START Data supplied
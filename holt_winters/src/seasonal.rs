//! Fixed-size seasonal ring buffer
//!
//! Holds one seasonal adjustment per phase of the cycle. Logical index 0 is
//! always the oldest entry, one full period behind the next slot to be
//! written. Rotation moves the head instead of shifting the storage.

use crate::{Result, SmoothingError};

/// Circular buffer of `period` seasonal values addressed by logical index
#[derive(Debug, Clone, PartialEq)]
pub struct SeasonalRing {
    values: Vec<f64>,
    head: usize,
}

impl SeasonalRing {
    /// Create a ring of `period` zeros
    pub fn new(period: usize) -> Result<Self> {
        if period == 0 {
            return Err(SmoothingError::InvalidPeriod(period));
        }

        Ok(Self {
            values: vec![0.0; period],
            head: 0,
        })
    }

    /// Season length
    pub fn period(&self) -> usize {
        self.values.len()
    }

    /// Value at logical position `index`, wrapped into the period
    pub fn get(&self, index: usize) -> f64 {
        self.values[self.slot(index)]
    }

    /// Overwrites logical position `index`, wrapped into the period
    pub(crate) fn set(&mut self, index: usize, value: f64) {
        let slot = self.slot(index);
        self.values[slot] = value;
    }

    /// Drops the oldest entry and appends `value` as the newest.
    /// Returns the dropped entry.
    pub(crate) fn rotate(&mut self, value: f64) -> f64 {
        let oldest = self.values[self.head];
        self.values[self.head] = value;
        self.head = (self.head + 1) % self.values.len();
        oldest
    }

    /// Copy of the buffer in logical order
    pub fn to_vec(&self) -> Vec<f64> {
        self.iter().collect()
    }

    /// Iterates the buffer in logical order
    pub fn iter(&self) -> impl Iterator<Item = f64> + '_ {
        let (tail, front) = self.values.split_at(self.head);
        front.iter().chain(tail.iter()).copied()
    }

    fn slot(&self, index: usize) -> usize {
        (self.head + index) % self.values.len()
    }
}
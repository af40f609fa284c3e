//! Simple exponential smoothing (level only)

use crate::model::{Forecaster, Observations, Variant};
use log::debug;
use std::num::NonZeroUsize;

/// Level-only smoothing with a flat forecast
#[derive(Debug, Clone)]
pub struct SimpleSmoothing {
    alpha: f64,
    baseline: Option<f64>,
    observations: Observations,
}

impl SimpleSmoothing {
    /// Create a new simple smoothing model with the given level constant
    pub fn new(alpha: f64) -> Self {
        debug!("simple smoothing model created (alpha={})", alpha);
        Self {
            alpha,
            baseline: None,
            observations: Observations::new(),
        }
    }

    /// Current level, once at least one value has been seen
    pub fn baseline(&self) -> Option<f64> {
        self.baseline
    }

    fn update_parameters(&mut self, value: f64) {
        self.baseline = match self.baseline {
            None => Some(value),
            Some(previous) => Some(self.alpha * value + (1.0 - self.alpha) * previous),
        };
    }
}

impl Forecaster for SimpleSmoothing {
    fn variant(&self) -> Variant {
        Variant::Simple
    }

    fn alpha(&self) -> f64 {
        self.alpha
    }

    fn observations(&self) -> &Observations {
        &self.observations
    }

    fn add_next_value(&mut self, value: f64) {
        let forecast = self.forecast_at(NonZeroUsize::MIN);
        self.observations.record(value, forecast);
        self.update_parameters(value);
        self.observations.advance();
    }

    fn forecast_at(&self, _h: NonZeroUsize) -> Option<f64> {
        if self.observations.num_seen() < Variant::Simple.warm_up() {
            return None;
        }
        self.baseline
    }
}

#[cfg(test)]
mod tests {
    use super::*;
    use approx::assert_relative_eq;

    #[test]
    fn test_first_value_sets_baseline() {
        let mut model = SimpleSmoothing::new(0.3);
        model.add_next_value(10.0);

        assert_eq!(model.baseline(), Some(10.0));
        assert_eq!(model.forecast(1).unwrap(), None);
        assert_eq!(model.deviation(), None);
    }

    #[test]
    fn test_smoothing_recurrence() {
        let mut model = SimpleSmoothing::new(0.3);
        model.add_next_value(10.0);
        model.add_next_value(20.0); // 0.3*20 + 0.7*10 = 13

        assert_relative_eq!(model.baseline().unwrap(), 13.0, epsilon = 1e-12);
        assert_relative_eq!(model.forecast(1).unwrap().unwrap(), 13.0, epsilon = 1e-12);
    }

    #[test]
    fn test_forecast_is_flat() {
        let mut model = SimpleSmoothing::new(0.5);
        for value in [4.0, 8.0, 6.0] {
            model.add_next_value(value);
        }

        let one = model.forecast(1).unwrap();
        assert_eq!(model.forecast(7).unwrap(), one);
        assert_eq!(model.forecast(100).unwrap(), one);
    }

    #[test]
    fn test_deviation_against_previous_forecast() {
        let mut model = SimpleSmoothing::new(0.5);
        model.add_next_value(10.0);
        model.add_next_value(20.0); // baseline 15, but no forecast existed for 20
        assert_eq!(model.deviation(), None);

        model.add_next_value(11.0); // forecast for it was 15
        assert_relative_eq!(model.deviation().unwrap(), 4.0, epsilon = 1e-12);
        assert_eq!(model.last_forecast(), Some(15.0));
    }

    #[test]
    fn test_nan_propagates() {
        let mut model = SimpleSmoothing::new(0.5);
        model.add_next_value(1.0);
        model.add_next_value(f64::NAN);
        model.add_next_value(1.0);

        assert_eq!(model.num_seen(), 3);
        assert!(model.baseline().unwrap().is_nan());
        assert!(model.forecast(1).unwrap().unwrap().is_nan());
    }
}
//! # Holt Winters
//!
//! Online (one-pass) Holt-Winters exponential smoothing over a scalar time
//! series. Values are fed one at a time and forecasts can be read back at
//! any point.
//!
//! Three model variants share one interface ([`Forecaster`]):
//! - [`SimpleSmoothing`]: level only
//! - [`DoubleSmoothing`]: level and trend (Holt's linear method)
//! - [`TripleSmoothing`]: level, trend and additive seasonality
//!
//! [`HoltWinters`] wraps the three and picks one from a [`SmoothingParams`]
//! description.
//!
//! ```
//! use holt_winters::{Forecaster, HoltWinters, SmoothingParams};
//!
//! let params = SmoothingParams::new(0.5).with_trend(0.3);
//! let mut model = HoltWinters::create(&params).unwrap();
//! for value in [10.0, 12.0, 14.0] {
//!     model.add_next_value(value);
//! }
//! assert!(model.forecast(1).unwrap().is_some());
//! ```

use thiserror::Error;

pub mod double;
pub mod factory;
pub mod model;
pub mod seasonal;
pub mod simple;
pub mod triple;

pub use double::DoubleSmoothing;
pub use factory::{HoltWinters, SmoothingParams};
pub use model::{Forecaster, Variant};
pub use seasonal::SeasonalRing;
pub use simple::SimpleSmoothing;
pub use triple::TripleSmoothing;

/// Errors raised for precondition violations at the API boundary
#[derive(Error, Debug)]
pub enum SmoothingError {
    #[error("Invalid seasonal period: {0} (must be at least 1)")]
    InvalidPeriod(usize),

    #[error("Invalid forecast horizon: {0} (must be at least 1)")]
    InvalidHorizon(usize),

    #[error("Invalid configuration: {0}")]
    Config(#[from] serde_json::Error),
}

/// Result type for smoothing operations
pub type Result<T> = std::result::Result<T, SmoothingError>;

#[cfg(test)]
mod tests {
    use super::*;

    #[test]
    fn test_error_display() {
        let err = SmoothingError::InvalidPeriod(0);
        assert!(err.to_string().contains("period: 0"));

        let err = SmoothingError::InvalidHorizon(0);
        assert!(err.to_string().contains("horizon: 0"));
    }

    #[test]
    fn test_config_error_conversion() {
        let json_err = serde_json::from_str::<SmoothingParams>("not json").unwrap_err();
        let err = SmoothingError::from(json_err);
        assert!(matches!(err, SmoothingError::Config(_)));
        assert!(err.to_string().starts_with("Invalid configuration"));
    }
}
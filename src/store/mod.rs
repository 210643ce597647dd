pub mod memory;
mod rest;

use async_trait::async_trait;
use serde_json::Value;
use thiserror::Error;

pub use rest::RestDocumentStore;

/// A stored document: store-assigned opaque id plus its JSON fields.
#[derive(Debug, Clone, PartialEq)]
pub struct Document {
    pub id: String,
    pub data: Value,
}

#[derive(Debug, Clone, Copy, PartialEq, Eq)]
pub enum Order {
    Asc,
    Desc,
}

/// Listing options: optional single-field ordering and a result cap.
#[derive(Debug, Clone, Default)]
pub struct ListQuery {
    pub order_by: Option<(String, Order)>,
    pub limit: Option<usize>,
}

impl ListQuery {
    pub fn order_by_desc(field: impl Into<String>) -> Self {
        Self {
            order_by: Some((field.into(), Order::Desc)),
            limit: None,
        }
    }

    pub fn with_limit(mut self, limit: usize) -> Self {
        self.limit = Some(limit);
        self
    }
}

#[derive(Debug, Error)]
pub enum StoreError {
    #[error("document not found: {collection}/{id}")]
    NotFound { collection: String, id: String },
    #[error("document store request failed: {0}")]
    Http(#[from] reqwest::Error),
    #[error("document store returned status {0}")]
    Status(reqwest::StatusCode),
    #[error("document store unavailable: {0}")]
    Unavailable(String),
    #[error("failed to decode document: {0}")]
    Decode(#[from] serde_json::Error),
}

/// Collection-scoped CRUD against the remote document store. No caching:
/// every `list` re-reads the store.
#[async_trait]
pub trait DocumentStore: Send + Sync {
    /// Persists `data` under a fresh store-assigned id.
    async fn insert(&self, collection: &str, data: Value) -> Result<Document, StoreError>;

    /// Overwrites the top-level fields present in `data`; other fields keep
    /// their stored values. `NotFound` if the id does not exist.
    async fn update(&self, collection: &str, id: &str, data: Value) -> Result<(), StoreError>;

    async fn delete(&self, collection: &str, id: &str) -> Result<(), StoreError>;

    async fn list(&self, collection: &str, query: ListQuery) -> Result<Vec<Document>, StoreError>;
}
END Data supplied
▶ _Task objective_: Each line above from the one with "pub mod model;" up to and including the one with "#[derive(Error, Debug)]" must be set down exactly, and no line outside that span may appear.

▶ _Solution for this problem_:
pub mod model;
pub mod seasonal;
pub mod simple;
pub mod triple;

pub use double::DoubleSmoothing;
pub use factory::{HoltWinters, SmoothingParams};
pub use model::{Forecaster, Variant};
pub use seasonal::SeasonalRing;
pub use simple::SimpleSmoothing;
pub use triple::TripleSmoothing;

/// Errors raised for precondition violations at the API boundary
#[derive(Error, Debug)]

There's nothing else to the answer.